Extracted data ▸
———
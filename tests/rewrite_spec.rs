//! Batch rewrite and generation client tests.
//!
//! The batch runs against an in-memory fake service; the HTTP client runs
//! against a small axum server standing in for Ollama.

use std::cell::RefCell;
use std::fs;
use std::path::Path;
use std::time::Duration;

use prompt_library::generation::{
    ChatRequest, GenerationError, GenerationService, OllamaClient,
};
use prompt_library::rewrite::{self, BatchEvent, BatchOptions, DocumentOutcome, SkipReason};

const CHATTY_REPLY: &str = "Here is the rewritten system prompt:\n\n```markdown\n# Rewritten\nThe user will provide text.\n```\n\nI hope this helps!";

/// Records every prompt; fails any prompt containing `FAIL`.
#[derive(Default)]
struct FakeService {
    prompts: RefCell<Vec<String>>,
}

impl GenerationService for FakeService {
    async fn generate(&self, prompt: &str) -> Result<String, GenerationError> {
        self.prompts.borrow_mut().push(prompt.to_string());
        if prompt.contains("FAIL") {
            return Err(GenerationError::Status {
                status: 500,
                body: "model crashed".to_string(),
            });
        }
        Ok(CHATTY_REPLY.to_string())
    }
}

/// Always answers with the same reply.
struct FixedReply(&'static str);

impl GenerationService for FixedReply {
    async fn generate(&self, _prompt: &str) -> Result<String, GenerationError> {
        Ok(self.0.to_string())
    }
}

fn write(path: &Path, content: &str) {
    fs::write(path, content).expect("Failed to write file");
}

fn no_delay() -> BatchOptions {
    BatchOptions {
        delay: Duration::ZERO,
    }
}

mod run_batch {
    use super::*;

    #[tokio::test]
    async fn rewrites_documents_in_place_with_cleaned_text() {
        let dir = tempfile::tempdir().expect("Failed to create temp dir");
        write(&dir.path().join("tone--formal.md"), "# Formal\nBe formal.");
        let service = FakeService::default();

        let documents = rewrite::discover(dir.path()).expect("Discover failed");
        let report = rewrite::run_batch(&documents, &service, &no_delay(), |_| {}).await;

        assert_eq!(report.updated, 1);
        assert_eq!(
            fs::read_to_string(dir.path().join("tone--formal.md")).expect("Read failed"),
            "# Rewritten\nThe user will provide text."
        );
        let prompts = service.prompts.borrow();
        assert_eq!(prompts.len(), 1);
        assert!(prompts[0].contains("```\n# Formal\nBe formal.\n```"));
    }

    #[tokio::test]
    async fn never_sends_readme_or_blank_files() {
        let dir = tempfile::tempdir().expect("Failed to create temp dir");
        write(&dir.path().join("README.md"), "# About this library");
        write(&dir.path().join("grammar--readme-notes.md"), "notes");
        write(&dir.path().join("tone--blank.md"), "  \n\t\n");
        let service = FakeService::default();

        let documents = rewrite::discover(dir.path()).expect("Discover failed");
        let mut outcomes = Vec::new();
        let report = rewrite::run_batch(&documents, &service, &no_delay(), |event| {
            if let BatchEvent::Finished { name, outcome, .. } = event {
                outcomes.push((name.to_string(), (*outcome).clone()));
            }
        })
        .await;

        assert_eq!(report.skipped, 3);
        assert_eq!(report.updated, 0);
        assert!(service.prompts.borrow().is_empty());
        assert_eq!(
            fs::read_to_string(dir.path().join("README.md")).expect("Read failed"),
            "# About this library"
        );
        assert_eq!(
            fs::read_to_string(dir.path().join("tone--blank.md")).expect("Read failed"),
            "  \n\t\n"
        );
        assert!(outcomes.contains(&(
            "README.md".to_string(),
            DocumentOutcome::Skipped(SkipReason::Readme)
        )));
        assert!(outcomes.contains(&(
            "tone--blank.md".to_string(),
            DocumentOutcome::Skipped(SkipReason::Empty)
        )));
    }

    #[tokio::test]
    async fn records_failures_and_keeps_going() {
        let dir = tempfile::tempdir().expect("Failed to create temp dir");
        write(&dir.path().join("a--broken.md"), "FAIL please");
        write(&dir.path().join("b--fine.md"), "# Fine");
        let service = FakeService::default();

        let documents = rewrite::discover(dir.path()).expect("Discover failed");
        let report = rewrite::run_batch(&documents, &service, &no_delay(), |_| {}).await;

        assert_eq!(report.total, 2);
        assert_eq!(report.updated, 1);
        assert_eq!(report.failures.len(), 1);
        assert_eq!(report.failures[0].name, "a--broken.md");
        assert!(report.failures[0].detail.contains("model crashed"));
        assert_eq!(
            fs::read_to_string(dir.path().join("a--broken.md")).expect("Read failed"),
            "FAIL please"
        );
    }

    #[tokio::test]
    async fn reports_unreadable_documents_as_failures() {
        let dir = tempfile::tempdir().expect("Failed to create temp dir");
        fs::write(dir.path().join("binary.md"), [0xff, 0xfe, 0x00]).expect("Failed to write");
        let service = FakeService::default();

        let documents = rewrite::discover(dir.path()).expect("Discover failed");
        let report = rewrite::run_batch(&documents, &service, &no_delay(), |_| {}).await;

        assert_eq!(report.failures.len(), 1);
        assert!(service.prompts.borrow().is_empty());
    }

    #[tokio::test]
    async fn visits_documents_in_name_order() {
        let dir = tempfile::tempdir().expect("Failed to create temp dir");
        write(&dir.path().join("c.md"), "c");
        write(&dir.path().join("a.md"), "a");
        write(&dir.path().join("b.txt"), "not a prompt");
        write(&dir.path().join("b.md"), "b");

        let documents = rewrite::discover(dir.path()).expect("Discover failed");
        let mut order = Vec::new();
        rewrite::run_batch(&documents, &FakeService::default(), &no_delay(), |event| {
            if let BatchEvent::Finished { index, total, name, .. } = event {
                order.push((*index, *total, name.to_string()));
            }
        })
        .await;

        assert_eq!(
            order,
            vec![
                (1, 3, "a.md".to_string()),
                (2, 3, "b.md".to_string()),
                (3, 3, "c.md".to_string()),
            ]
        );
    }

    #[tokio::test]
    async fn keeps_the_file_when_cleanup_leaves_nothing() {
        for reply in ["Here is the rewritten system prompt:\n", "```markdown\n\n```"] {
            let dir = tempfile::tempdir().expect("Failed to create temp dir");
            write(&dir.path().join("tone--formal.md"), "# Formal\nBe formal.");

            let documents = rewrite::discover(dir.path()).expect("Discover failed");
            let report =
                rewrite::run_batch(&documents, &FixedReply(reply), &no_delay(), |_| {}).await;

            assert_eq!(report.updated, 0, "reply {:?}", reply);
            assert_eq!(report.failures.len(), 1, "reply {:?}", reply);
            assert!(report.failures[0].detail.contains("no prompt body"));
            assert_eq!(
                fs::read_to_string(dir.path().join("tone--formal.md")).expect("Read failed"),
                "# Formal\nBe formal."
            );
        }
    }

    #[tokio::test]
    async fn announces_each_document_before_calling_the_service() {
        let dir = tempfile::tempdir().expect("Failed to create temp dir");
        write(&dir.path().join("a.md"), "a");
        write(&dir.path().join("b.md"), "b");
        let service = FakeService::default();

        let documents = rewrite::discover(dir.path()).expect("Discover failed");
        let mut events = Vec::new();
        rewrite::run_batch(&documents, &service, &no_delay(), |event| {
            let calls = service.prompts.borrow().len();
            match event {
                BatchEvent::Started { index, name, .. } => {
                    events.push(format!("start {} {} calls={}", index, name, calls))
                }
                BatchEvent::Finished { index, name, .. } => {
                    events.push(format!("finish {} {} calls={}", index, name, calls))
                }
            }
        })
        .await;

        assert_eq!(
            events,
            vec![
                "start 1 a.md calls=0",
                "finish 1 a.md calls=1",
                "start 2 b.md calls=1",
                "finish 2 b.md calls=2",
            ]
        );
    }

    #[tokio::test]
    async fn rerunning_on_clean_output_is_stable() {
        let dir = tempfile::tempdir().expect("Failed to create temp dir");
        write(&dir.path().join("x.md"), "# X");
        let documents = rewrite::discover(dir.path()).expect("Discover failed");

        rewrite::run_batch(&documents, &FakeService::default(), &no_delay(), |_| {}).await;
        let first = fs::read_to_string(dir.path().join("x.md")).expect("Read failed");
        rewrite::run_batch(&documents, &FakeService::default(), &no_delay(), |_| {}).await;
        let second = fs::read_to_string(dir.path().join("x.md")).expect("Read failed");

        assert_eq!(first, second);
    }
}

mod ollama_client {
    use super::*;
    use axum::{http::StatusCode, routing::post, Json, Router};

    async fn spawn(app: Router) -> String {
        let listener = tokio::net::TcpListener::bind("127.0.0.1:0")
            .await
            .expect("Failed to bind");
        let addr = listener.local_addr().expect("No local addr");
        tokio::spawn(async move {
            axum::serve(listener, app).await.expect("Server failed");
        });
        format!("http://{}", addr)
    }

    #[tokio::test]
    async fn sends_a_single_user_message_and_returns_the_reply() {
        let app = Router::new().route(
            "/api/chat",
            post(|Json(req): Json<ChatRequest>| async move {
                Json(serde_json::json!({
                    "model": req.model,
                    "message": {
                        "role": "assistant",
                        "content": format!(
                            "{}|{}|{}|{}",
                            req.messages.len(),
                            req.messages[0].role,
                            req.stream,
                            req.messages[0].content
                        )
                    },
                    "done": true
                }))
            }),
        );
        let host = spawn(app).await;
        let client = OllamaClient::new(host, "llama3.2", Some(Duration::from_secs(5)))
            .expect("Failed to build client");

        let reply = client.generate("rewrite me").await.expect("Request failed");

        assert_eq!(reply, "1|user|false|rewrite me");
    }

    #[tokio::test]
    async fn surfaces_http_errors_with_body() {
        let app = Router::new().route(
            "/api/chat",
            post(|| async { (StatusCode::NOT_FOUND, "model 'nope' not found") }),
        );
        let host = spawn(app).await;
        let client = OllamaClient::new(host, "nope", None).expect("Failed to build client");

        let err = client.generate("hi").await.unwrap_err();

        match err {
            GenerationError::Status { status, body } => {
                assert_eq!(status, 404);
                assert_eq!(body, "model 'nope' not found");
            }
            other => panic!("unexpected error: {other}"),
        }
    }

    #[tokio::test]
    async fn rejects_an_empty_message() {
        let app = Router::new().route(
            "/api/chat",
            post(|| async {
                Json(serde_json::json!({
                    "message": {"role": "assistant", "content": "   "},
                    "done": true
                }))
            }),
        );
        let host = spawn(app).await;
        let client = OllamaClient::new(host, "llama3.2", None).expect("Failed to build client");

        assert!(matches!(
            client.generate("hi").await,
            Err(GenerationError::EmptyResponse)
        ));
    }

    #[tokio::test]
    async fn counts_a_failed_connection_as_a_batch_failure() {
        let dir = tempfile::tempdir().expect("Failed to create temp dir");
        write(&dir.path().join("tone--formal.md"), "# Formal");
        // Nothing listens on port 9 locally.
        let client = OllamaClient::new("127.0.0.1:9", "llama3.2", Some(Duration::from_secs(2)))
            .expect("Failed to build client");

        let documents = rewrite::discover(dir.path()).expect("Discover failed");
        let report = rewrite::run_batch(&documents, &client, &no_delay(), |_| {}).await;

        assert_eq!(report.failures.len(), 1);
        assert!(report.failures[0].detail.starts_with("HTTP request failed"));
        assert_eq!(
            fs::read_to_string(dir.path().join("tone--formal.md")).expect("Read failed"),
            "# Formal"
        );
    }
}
———
Work to be completed ▸ Say only the number of lines of the data above in which the string "BatchOptions" occurs.

Exercise output ▸ 3